WHAT IS EXPECTED –
Below are records. Copy every line with "super" in it.

DATA FOR THE TASK Start Marker

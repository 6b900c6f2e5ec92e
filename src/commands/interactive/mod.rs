//! Interactive form
//!
//! Runs when `racketbook` is started without a subcommand on a terminal.

mod menu;
mod state;

use anyhow::Result;
use dialoguer::Select;

use state::{FormState, MenuAction};

use super::Session;

pub fn run(session: &Session) -> Result<()> {
    let ui = session.ui;
    let service = session.service()?;
    let limit = session.config.display.recent_limit;
    let mut state = FormState::default();

    println!(
        "racketbook {} ({} at {})\n",
        env!("CARGO_PKG_VERSION"),
        service.store().backend_name(),
        service.store().location().display()
    );

    loop {
        let has_saved = !service.list_recent(1).is_empty();
        let actions = MenuAction::available(has_saved);
        let labels: Vec<&str> = actions.iter().map(|a| a.label()).collect();

        let selection = Select::new()
            .with_prompt("What would you like to do?")
            .items(&labels)
            .default(0)
            .interact()?;

        let outcome = match actions[selection] {
            MenuAction::Suggest => menu::suggest(&service, &mut state, &ui),
            MenuAction::Enter => menu::enter(&service, &ui),
            MenuAction::ShowRecent => {
                menu::show_recent(&service, limit, &ui);
                Ok(())
            }
            MenuAction::Delete => menu::delete(&service, limit, &ui),
            MenuAction::Duplicate => menu::duplicate(&service, limit, &ui),
            MenuAction::Quit => return Ok(()),
        };

        // A failed action is reported and the menu comes back.
        if let Err(e) = outcome {
            if e.downcast_ref::<dialoguer::Error>().is_some() {
                return Err(e);
            }
            eprint!(
                "{}",
                crate::ui::views::messages::render_error(&e.to_string(), ui.color, ui.unicode)
            );
        }
        println!();
    }
}
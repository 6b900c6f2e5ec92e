//! Suggest command handler

use anyhow::Result;
use serde_json::json;

use racketbook::Pick;

use super::Session;
use crate::ui::json::emit;
use crate::ui::views::combinations::{render_suggestion, render_written};

/// `pick` is 1-based as typed on the command line.
pub fn cmd_suggest(
    session: &Session,
    playstyle: &str,
    pick: Option<u32>,
    save: bool,
    notes: Option<String>,
) -> Result<()> {
    let ui = session.ui;
    let service = session.service()?;

    let pick = match pick {
        Some(n) => Pick::Index(n.saturating_sub(1) as usize),
        None => Pick::Random,
    };
    let suggestion = service.suggest(playstyle, pick)?;

    let saved = if save {
        Some(service.save(suggestion.to_draft(notes.unwrap_or_default()))?)
    } else {
        None
    };

    if ui.json {
        emit(json!({
            "command": "suggest",
            "suggestion": suggestion,
            "saved": saved,
        }))?;
        return Ok(());
    }

    print!("{}", render_suggestion(&suggestion, ui.color, ui.unicode));
    if let Some(saved) = &saved {
        print!("{}", render_written("Saved", saved, ui.color, ui.unicode));
    }
    Ok(())
}
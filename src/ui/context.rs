use racketbook::presentation::ColorWhen;

use crate::ui::terminal::{detect_capabilities, TerminalCapabilities};

#[derive(Debug, Clone, Copy, PartialEq, Eq)]
pub struct UiContext {
    pub json: bool,
    pub verbose: u8,
    pub color: bool,
    pub unicode: bool,
    /// Prompts may be shown (both ends are terminals, not CI, not JSON).
    pub interactive: bool,
}

impl UiContext {
    pub fn new(json: bool, verbose: u8, cli_color: Option<ColorWhen>) -> Self {
        Self::from_caps(json, verbose, cli_color, detect_capabilities())
    }

    pub(crate) fn from_caps(
        json: bool,
        verbose: u8,
        cli_color: Option<ColorWhen>,
        caps: TerminalCapabilities,
    ) -> Self {
        let color = match cli_color {
            Some(ColorWhen::Never) => false,
            Some(ColorWhen::Always) => true,
            Some(ColorWhen::Auto) | None => caps.supports_color && !caps.is_ci,
        };

        Self {
            json,
            verbose,
            color: color && !json,
            unicode: caps.supports_unicode,
            interactive: !json && !caps.is_ci && caps.stdin_tty && caps.stdout_tty,
        }
    }
}
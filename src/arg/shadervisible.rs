//
// Copyright 2018 yvt, all rights reserved.
//
// This source code is a part of Nightingales.
//
//! Shader-visible descriptor heap allocation.
//!
//! Only one shader-visible heap per heap type can be bound at a time, so all
//! descriptor tables used by a command list are copied into the current heap
//! with a ring allocator. When the heap fills up it is *switched*: replaced
//! with another heap, which invalidates every allocation made from the old
//! one.
//!
//! Heaps are obtained with a two-phase strategy. The first phase starts
//! small and doubles the heap size on each switch, up to a maximum. The second
//! phase recycles maximum-sized heaps through a pool once the GPU is done with
//! them.
use std::collections::VecDeque;
use tracing::debug;

use super::ring::RingBufferAllocator;
use super::DescriptorHeap;
use crate::native::{
    CpuDescriptorHandle, DescriptorHeapType, GpuDescriptorHandle, NativeDeviceRef, NativeHeapDesc,
};
use zangfx_common::{Result, Serial, SerialQueue};

/// A range of descriptors in a shader-visible heap.
#[derive(Debug, Clone, Copy, PartialEq, Eq)]
pub struct GpuDescriptorAllocation {
    base_cpu: CpuDescriptorHandle,
    base_gpu: GpuDescriptorHandle,
    count: u32,
    last_usage_serial: Serial,
    heap_serial: u64,
}

impl GpuDescriptorAllocation {
    /// The CPU handle of the first descriptor. This is the destination of
    /// descriptor copies.
    pub fn base_cpu_descriptor(&self) -> CpuDescriptorHandle {
        self.base_cpu
    }

    /// The GPU handle of the first descriptor, passed to
    /// `SetGraphicsRootDescriptorTable` and friends.
    pub fn base_gpu_descriptor(&self) -> GpuDescriptorHandle {
        self.base_gpu
    }

    pub fn count(&self) -> u32 {
        self.count
    }

    pub fn last_usage_serial(&self) -> Serial {
        self.last_usage_serial
    }

    pub fn heap_serial(&self) -> u64 {
        self.heap_serial
    }
}

#[derive(Debug)]
pub struct ShaderVisibleDescriptorAllocator {
    device: NativeDeviceRef,
    ty: DescriptorHeapType,
    heap: Option<DescriptorHeap>,
    descriptor_count: u32,
    max_descriptor_count: u32,
    allocator: RingBufferAllocator,
    heap_serial: u64,
    /// Maximum-sized heaps waiting for reuse, tagged with their last usage.
    pool: VecDeque<(Serial, DescriptorHeap)>,
    /// Heaps switched out in the first phase, kept alive until the GPU is
    /// done with them.
    retired: SerialQueue<DescriptorHeap>,
}

impl ShaderVisibleDescriptorAllocator {
    /// Construct a `ShaderVisibleDescriptorAllocator` and create its first
    /// heap of `min_size` descriptors.
    pub fn new(
        device: &NativeDeviceRef,
        ty: DescriptorHeapType,
        min_size: u32,
        max_size: u32,
    ) -> Result<Self> {
        assert!(ty.can_be_shader_visible());
        assert!(min_size > 0 && min_size <= max_size);

        let mut this = Self {
            device: device.clone(),
            ty,
            heap: None,
            descriptor_count: min_size,
            max_descriptor_count: max_size,
            allocator: RingBufferAllocator::new(min_size),
            heap_serial: 0,
            pool: VecDeque::new(),
            retired: SerialQueue::new(),
        };
        this.allocate_and_switch_shader_visible_heap(Serial::ZERO, Serial::ZERO)?;
        Ok(this)
    }

    pub fn ty(&self) -> DescriptorHeapType {
        self.ty
    }

    /// The heap to be bound to command lists. `None` after a failed heap
    /// switch.
    pub fn heap(&self) -> Option<&DescriptorHeap> {
        self.heap.as_ref()
    }

    /// Incremented on every heap switch.
    pub fn heap_serial(&self) -> u64 {
        self.heap_serial
    }

    /// The size of the current heap.
    pub fn descriptor_count(&self) -> u32 {
        self.descriptor_count
    }

    pub fn pool_len(&self) -> usize {
        self.pool.len()
    }

    /// Allocate `count` descriptors for use by the command list `pending`.
    /// Returns `None` if the current heap is full; the caller should then
    /// switch heaps and retry.
    pub fn allocate_gpu_descriptors(
        &mut self,
        count: u32,
        pending: Serial,
    ) -> Option<GpuDescriptorAllocation> {
        let heap = self.heap.as_ref()?;
        let gpu_start = heap.gpu_handle(0)?;
        let start = self.allocator.allocate(count, pending)?;
        Some(GpuDescriptorAllocation {
            base_cpu: heap.cpu_handle(start),
            base_gpu: gpu_start.offset(start, heap.increment()),
            count,
            last_usage_serial: pending,
            heap_serial: self.heap_serial,
        })
    }

    /// Check if `allocation` can be used by the command list `pending`
    /// without being populated again.
    ///
    /// An allocation is only reused by the command list it was made for.
    /// Ring space is reclaimed as soon as that command list completes, so
    /// it must not outlive it.
    pub fn is_allocation_still_valid(
        &self,
        allocation: &GpuDescriptorAllocation,
        pending: Serial,
    ) -> bool {
        allocation.heap_serial == self.heap_serial && allocation.last_usage_serial == pending
    }

    /// Reclaim ring space and heaps no longer used by the GPU.
    pub fn tick(&mut self, completed: Serial) {
        self.allocator.deallocate(completed);
        self.retired.drain_up_to(completed).for_each(drop);
    }

    /// Replace the current heap. Every allocation made so far becomes
    /// invalid.
    pub fn allocate_and_switch_shader_visible_heap(
        &mut self,
        pending: Serial,
        completed: Serial,
    ) -> Result<()> {
        if let Some(old_heap) = self.heap.take() {
            if self.descriptor_count < self.max_descriptor_count {
                self.retired.enqueue(old_heap, pending);
                self.descriptor_count = self
                    .descriptor_count
                    .saturating_mul(2)
                    .min(self.max_descriptor_count);
            } else {
                self.pool.push_back((pending, old_heap));
            }
        }

        let mut new_heap = None;
        if self.pool.front().map_or(false, |&(serial, _)| serial <= completed) {
            new_heap = self.pool.pop_front().map(|(_, heap)| heap);
        }

        let heap = match new_heap {
            Some(heap) => heap,
            // On failure, no heap is bound until a later switch succeeds
            None => DescriptorHeap::new(
                &self.device,
                NativeHeapDesc {
                    ty: self.ty,
                    num_descriptors: self.descriptor_count,
                    shader_visible: true,
                },
            )?,
        };

        self.heap = Some(heap);
        self.allocator = RingBufferAllocator::new(self.descriptor_count);
        self.heap_serial += 1;
        debug!(
            ty = ?self.ty,
            descriptor_count = self.descriptor_count,
            heap_serial = self.heap_serial,
            pool_len = self.pool.len(),
            "switched the shader-visible heap"
        );
        Ok(())
    }
}

#[cfg(test)]
mod tests {
    use super::*;
    use crate::null::NullDevice;
    use std::sync::Arc;

    fn allocator(min_size: u32, max_size: u32) -> (Arc<NullDevice>, ShaderVisibleDescriptorAllocator) {
        let null = Arc::new(NullDevice::new());
        let device: NativeDeviceRef = null.clone();
        let allocator = ShaderVisibleDescriptorAllocator::new(
            &device,
            DescriptorHeapType::Sampler,
            min_size,
            max_size,
        )
        .unwrap();
        (null, allocator)
    }

    #[test]
    fn allocations_are_contiguous() {
        let (_null, mut a) = allocator(16, 16);
        let x = a.allocate_gpu_descriptors(4, Serial(1)).unwrap();
        let y = a.allocate_gpu_descriptors(4, Serial(1)).unwrap();
        let inc = a.heap().unwrap().increment();
        assert_eq!(y.base_cpu_descriptor(), x.base_cpu_descriptor().offset(4, inc));
        assert_eq!(y.base_gpu_descriptor(), x.base_gpu_descriptor().offset(4, inc));
        assert!(a.is_allocation_still_valid(&x, Serial(1)));
        assert!(!a.is_allocation_still_valid(&x, Serial(2)));
        assert!(a.allocate_gpu_descriptors(9, Serial(1)).is_none());
    }

    #[test]
    fn ring_space_is_reclaimed_by_tick() {
        let (_null, mut a) = allocator(8, 8);
        assert!(a.allocate_gpu_descriptors(6, Serial(1)).is_some());
        assert!(a.allocate_gpu_descriptors(3, Serial(2)).is_none());
        a.tick(Serial(1));
        assert!(a.allocate_gpu_descriptors(6, Serial(2)).is_some());
    }

    #[test]
    fn refused_allocations_take_no_space() {
        let (_null, mut a) = allocator(8, 8);
        let x = a.allocate_gpu_descriptors(2, Serial(1)).unwrap();
        assert!(a.allocate_gpu_descriptors(9, Serial(1)).is_none());
        let y = a.allocate_gpu_descriptors(2, Serial(1)).unwrap();
        let inc = a.heap().unwrap().increment();
        assert_eq!(y.base_gpu_descriptor(), x.base_gpu_descriptor().offset(2, inc));
        assert_eq!(y.base_cpu_descriptor(), x.base_cpu_descriptor().offset(2, inc));

        a.tick(Serial(1));
        assert!(a.allocate_gpu_descriptors(6, Serial(2)).is_some());
    }

    #[test]
    fn switching_grows_then_pools() {
        let (null, mut a) = allocator(2, 8);
        assert_eq!(a.heap_serial(), 1);
        let x = a.allocate_gpu_descriptors(1, Serial(1)).unwrap();

        a.allocate_and_switch_shader_visible_heap(Serial(1), Serial::ZERO).unwrap();
        assert!(!a.is_allocation_still_valid(&x, Serial(1)));
        assert_eq!(a.descriptor_count(), 4);
        assert_eq!(a.heap_serial(), 2);
        // The old heap stays alive until serial 1 completes
        assert_eq!(null.live_heap_count(), 2);

        a.allocate_and_switch_shader_visible_heap(Serial(1), Serial::ZERO).unwrap();
        assert_eq!(a.descriptor_count(), 8);
        a.tick(Serial(1));
        assert_eq!(null.live_heap_count(), 1);

        // Maximum size reached: heaps go through the pool
        a.allocate_and_switch_shader_visible_heap(Serial(2), Serial(1)).unwrap();
        assert_eq!(a.descriptor_count(), 8);
        assert_eq!(a.pool_len(), 1);
        assert_eq!(null.live_heap_count(), 2);

        // The pooled heap was last used by serial 2, which has completed
        let created = null.num_heaps_created();
        a.allocate_and_switch_shader_visible_heap(Serial(3), Serial(2)).unwrap();
        assert_eq!(null.num_heaps_created(), created);
        assert_eq!(a.pool_len(), 1);
        assert_eq!(a.heap_serial(), 5);
    }

    #[test]
    fn failed_switch_leaves_no_heap() {
        let (null, mut a) = allocator(4, 4);
        null.fail_heap_creation_after(0);
        assert!(a
            .allocate_and_switch_shader_visible_heap(Serial(1), Serial::ZERO)
            .is_err());
        assert!(a.heap().is_none());
        assert!(a.allocate_gpu_descriptors(1, Serial(1)).is_none());

        null.clear_heap_creation_failure();
        a.allocate_and_switch_shader_visible_heap(Serial(2), Serial(1)).unwrap();
        assert!(a.allocate_gpu_descriptors(1, Serial(2)).is_some());
    }
}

DATA FOR THE TASK End Marker

TASK SOLUTION –
use super::Session;
use super::Session;
use super::ring::RingBufferAllocator;
use super::DescriptorHeap;
    use super::*;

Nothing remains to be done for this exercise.